### Stored items from a collection
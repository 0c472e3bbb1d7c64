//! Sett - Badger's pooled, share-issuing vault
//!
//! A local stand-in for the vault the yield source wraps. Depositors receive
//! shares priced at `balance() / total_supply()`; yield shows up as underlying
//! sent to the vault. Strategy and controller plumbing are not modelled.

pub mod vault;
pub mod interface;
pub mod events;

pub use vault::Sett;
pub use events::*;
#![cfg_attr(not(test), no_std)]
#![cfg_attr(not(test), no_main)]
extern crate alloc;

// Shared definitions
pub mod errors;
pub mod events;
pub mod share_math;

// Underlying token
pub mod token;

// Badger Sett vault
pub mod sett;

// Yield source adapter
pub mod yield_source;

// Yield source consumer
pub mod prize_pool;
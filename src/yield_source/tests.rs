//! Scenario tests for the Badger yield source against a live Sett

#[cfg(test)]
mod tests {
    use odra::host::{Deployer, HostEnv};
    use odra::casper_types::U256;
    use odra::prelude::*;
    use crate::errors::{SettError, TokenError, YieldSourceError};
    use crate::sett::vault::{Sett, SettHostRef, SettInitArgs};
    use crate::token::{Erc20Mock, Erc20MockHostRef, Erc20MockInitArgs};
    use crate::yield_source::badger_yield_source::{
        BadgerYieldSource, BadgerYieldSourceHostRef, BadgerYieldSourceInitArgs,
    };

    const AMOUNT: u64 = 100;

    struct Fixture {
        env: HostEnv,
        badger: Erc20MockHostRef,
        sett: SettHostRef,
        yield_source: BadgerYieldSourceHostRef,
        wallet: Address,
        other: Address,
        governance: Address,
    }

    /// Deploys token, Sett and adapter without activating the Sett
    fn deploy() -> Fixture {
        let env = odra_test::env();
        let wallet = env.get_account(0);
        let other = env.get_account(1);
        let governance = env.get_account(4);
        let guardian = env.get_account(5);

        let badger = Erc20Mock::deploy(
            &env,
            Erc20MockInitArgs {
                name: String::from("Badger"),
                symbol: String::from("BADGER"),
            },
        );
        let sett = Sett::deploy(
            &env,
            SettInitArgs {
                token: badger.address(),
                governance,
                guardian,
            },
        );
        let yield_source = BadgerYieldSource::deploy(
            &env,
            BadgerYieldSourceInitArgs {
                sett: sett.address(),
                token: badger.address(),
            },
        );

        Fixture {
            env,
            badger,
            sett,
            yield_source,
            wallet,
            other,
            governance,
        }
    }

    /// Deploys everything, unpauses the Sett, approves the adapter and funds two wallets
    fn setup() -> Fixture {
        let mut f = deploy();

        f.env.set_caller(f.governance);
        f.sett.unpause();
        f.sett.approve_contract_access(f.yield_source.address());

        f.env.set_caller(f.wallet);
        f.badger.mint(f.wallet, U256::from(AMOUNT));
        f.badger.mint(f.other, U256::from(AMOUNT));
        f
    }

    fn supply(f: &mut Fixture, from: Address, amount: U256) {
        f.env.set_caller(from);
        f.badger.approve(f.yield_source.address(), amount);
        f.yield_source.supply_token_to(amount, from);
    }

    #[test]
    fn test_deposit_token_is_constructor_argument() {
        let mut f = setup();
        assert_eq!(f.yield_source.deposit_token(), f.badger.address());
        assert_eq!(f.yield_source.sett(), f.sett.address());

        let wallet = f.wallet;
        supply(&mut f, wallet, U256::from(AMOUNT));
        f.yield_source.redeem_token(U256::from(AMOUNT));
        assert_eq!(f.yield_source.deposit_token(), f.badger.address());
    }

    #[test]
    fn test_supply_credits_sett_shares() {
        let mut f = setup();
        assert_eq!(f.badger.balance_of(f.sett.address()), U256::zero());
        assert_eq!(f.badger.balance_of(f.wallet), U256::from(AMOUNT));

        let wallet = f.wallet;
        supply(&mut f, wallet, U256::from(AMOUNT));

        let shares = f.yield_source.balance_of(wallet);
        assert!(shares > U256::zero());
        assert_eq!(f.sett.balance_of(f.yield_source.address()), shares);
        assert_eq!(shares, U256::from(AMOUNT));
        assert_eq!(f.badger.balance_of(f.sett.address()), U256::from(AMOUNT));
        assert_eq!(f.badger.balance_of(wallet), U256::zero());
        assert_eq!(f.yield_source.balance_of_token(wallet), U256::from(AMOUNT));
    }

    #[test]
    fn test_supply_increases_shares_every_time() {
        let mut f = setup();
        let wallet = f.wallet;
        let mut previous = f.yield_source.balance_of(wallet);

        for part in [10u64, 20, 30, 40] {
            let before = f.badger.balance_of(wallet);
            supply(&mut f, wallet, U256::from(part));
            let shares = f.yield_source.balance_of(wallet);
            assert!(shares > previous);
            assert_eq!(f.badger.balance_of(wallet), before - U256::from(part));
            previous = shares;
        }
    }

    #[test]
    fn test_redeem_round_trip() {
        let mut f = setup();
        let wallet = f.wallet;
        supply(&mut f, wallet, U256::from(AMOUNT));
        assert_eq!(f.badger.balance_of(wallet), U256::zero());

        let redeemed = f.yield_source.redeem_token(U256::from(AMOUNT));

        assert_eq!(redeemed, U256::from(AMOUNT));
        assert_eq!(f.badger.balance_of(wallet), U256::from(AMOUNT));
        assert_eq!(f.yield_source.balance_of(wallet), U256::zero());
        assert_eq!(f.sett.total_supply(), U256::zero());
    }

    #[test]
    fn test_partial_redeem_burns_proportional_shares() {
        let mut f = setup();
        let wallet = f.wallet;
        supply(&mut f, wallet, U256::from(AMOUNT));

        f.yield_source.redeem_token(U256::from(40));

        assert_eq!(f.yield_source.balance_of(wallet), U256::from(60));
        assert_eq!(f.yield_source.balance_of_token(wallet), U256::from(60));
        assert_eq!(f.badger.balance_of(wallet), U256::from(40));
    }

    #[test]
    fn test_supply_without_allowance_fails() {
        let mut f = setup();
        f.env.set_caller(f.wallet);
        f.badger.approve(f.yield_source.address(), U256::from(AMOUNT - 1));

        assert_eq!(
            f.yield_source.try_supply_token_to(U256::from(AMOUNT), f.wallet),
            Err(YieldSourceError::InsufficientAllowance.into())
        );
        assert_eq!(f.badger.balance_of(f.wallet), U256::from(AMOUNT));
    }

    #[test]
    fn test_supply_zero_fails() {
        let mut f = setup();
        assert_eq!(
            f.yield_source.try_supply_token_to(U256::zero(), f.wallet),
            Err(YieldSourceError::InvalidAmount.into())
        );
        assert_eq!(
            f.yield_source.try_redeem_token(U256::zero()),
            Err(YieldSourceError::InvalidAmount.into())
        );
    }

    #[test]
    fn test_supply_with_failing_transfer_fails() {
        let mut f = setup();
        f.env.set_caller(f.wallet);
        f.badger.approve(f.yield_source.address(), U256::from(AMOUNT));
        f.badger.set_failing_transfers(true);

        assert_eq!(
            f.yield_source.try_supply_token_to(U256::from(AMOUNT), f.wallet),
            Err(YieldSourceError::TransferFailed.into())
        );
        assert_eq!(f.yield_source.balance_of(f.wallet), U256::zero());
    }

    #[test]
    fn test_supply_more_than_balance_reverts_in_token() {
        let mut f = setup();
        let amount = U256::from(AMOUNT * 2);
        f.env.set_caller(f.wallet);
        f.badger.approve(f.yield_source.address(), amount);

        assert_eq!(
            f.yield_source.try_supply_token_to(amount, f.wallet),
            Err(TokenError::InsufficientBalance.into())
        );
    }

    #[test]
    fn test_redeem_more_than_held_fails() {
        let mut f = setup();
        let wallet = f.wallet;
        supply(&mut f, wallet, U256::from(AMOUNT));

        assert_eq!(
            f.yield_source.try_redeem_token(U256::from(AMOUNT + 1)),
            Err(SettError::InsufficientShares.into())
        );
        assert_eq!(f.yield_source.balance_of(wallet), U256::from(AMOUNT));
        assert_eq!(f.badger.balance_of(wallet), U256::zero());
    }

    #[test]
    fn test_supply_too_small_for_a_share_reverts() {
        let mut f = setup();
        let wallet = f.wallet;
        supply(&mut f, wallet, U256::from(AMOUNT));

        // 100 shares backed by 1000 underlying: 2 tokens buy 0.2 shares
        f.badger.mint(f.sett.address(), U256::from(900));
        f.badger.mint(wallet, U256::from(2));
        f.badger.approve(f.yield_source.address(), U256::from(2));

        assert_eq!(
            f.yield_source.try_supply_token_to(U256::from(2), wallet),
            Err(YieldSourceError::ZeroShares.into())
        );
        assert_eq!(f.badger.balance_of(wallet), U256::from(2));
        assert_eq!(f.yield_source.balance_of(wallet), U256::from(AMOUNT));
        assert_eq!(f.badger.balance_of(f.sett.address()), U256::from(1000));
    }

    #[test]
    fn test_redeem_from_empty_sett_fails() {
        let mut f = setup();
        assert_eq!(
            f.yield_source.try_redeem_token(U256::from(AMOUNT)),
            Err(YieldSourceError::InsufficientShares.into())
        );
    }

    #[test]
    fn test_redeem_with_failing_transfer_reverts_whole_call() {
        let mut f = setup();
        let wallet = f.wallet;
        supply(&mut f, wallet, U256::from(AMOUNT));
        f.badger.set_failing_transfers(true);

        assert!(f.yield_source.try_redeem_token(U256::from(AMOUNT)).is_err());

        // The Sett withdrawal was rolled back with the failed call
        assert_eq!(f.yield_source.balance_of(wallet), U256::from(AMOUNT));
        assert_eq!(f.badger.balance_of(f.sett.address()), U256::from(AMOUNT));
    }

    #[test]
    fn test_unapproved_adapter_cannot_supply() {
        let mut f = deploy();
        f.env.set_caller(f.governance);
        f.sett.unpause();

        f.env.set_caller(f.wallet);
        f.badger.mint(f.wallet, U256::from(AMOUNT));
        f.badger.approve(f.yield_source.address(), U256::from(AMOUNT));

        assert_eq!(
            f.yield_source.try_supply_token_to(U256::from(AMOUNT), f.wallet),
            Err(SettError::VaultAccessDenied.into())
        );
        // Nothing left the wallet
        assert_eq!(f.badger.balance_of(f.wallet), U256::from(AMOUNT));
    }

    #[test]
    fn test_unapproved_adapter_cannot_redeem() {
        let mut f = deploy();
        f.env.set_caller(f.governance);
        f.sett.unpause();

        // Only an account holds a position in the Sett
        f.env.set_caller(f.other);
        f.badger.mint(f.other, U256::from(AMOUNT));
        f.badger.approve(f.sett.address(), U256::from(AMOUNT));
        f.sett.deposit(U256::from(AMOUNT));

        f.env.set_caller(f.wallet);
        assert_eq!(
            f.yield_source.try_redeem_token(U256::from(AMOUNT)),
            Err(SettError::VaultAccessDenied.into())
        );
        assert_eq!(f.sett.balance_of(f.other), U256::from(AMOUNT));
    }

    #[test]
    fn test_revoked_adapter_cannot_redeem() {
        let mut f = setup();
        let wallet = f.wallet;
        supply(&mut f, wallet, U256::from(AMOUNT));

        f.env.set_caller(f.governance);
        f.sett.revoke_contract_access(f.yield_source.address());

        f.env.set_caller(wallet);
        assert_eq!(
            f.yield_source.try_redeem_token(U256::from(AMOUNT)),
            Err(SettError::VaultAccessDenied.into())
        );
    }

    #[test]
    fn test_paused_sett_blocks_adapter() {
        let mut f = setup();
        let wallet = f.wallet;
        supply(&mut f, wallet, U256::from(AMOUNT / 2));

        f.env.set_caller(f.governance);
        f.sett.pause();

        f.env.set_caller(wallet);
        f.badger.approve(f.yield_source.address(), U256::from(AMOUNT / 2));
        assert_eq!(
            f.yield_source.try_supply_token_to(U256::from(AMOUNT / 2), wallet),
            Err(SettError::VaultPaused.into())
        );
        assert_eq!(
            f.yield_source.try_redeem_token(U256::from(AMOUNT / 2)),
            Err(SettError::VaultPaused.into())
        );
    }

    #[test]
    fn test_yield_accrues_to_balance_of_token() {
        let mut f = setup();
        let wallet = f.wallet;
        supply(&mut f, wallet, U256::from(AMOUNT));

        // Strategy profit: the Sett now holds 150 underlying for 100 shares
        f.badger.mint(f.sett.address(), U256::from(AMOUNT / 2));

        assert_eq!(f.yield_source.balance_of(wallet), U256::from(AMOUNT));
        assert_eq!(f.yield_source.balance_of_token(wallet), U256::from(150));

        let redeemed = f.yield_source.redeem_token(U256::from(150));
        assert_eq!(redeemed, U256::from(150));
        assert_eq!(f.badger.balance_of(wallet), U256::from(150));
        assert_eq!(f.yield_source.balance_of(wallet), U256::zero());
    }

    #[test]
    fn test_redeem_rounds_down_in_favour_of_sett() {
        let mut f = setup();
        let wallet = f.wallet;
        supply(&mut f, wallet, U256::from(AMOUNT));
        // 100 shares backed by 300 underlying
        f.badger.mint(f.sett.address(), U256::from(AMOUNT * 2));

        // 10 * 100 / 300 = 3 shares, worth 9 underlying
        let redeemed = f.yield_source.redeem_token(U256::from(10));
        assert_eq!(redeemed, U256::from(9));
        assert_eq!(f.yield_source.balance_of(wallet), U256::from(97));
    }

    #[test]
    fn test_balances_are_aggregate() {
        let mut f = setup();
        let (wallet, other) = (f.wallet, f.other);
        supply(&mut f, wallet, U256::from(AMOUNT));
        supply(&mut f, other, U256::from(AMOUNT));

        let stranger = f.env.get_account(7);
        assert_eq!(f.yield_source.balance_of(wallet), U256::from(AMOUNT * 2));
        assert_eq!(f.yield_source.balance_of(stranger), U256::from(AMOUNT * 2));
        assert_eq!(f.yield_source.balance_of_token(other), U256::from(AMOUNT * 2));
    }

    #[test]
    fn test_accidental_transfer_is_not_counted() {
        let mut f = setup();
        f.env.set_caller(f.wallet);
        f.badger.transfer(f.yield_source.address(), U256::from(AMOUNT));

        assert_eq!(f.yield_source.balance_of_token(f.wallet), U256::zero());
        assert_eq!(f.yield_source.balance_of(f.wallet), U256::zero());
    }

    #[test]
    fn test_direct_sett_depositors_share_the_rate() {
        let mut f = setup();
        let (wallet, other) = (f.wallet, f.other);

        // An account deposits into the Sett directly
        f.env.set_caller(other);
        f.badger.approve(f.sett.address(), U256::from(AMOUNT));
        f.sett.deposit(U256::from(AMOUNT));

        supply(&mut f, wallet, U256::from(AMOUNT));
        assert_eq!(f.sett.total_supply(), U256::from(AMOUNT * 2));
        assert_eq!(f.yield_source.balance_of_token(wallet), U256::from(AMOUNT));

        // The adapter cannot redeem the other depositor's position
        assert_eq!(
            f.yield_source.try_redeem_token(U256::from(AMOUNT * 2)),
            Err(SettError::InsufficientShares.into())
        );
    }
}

### WHAT IS NEEDED
Go through the entries above and report how many lines hold the word "Strategy". Nothing but the number is needed.

### SOLUTION FOR THIS EXERCISE
2